Main street, N. side
(4). Cottage, 100 yards W. of the church, is of one storey and an attic.
(5). House, 150 yards W. of the church, is of central chimney type. The front has been entirely re-faced with modern brick; the back is of stone. Interior:—On the ground floor is an open timber ceiling.
(6). Cottage, two tenements, about 300 yards N.W. of the church. The plan is roughly L-shaped, with the wings projecting towards the N. and W., and with a second small projection on the N. side of the W. wing. The S. front has been partly re-faced with 18th-century red and blue bricks. The N. wing is partly weather-boarded; in the E. wall are two original windows containing old leaded glass. Interior:—The staircase has a few 17th-century balusters and two newel posts with carved heads.
(7). House, about 300 yards W. of the church, is of one storey and an attic. The N. and S. walls have been entirely re-faced with modern brick, covered with rough-cast. There are two dormer windows in front.
Condition—Much altered and restored.
(8). Cottage, W. of (7). The walls are whitewashed. The plan is of central chimney type, and the chimney is original.
(9). Cottage, W. of (8). The filling in the walls is entirely of modern brick.
(10). The Wheatsheaf Inn, W. of (9). A low modern addition has been built at the back.
(11). House, now four tenements, W. of (10), was built late in the 16th or early in the 17th century. The plan was originally of the central chimney type; late in the 17th century a N.W. wing was built, making the plan L-shaped, and about the same time a small lean-to addition was made at the E. end. On the N. front, the walls have been whitewashed, and towards the W. end of the original block the upper storey projects. The W. end is weather-boarded. At the back the wall is partly of original brick on stone foundations, and partly modern. The central chimney stack is original.
(12–14). Cottages, three, W. of (11).
(15). Cottage, about 270 yards W. of (10).
(16). Cottage, about 70 yards W. of (15). The roof is covered with corrugated iron.

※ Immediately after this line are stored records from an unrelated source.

//! Nonlinear solvers for coupled groups.
//!
//! This module provides the numerical engine that evaluates a [`Graph`](crate::model::Graph).
//!
//! ## Residual formulation
//!
//! Every coupled group is solved as one system `R(u) = 0`, where `u` stacks
//! the outputs of all members:
//! ```text
//! explicit member:  R = y - f(x)
//! implicit member:  R = residual(x, y)
//! ```
//! Inputs fed by other members of the group are functions of `u`; inputs fed
//! from outside the group are held fixed.
//!
//! ## Strategies
//!
//! - Gauss-Seidel sweeps the members in schedule order, recomputing explicit
//!   outputs and running the local solve of implicit members.
//! - Newton assembles the group Jacobian from component partials (analytic
//!   or finite-difference) and solves `J * delta = -R` by LU with partial
//!   pivoting, optionally with Armijo backtracking.
//!
//! Both stop on the first of: residual below `atol`, residual ratio below
//! `rtol`, sustained growth beyond the divergence factor, or the iteration cap.

mod config;
mod derivatives;
mod evaluator;
mod gauss_seidel;
mod line_search;
mod linear;
mod monitor;
mod newton;
mod system;

pub use config::{FdConfig, FdScheme, LineSearchConfig, Norm, SolverConfig, Strategy};
pub use derivatives::{component_partials, group_jacobian};
pub use evaluator::{EvaluationReport, Evaluator, GroupReport};
pub use linear::DenseMatrix;
pub use monitor::{ConvergenceMonitor, Phase, SolveStatus};
pub use system::GroupSystem;

/// Absolute residual tolerance.
pub const DEFAULT_ATOL: f64 = 1e-10;

/// Residual tolerance relative to the initial residual.
pub const DEFAULT_RTOL: f64 = 1e-10;

/// Maximum nonlinear iterations per group.
pub const DEFAULT_MAX_ITERATIONS: usize = 50;

/// Residual growth factor (relative to the initial residual) counted as divergent.
pub const DEFAULT_DIVERGENCE_FACTOR: f64 = 1e4;

/// Consecutive divergent iterations before giving up.
pub const DEFAULT_DIVERGENCE_PATIENCE: usize = 3;

/// Finite difference step.
pub const DEFAULT_FD_STEP: f64 = 1e-6;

(17). Cottage, S.W. of (16).
(18). Cottage, about 120 yards S.W. of (17). The roof is covered with slate.
Road leading to Manor Farm, W. side
(19). Cottage, 1,000 yards W. of the church.
(20). Cottage, S. of (19). The roof is covered with corrugated iron.
(21). Manor Farm, 1,200 yards S.W. of the church. The house is of two storeys with cellars and an attic, built in the 16th century and originally of central chimney type, facing N.W.; in the 17th century a wing was added at the back, making the plan T-shaped, and in the 18th century an addition was made in the S.E. angle between the wing and the main block. The 16th century upper storey has closely set timber-framing with filling of thin bricks, and is covered with rough-cast; it originally projected, but has been under-built with modern brick. In front there is a gable in the middle, and at the back the 17th-century wing is also gabled. The central chimney stack in the main block is original and has four grouped shafts; the 17th-century wing has a contemporary stack.
Interior:—Some old doors, of oak, remain and there are two 16th-century moulded brackets supporting cross-beams. The cellars are under the main block, and are of stone.
(22–23). Cottages, two adjoining, on the E. side of the Grandborough road, 500 yards N.W. of the church.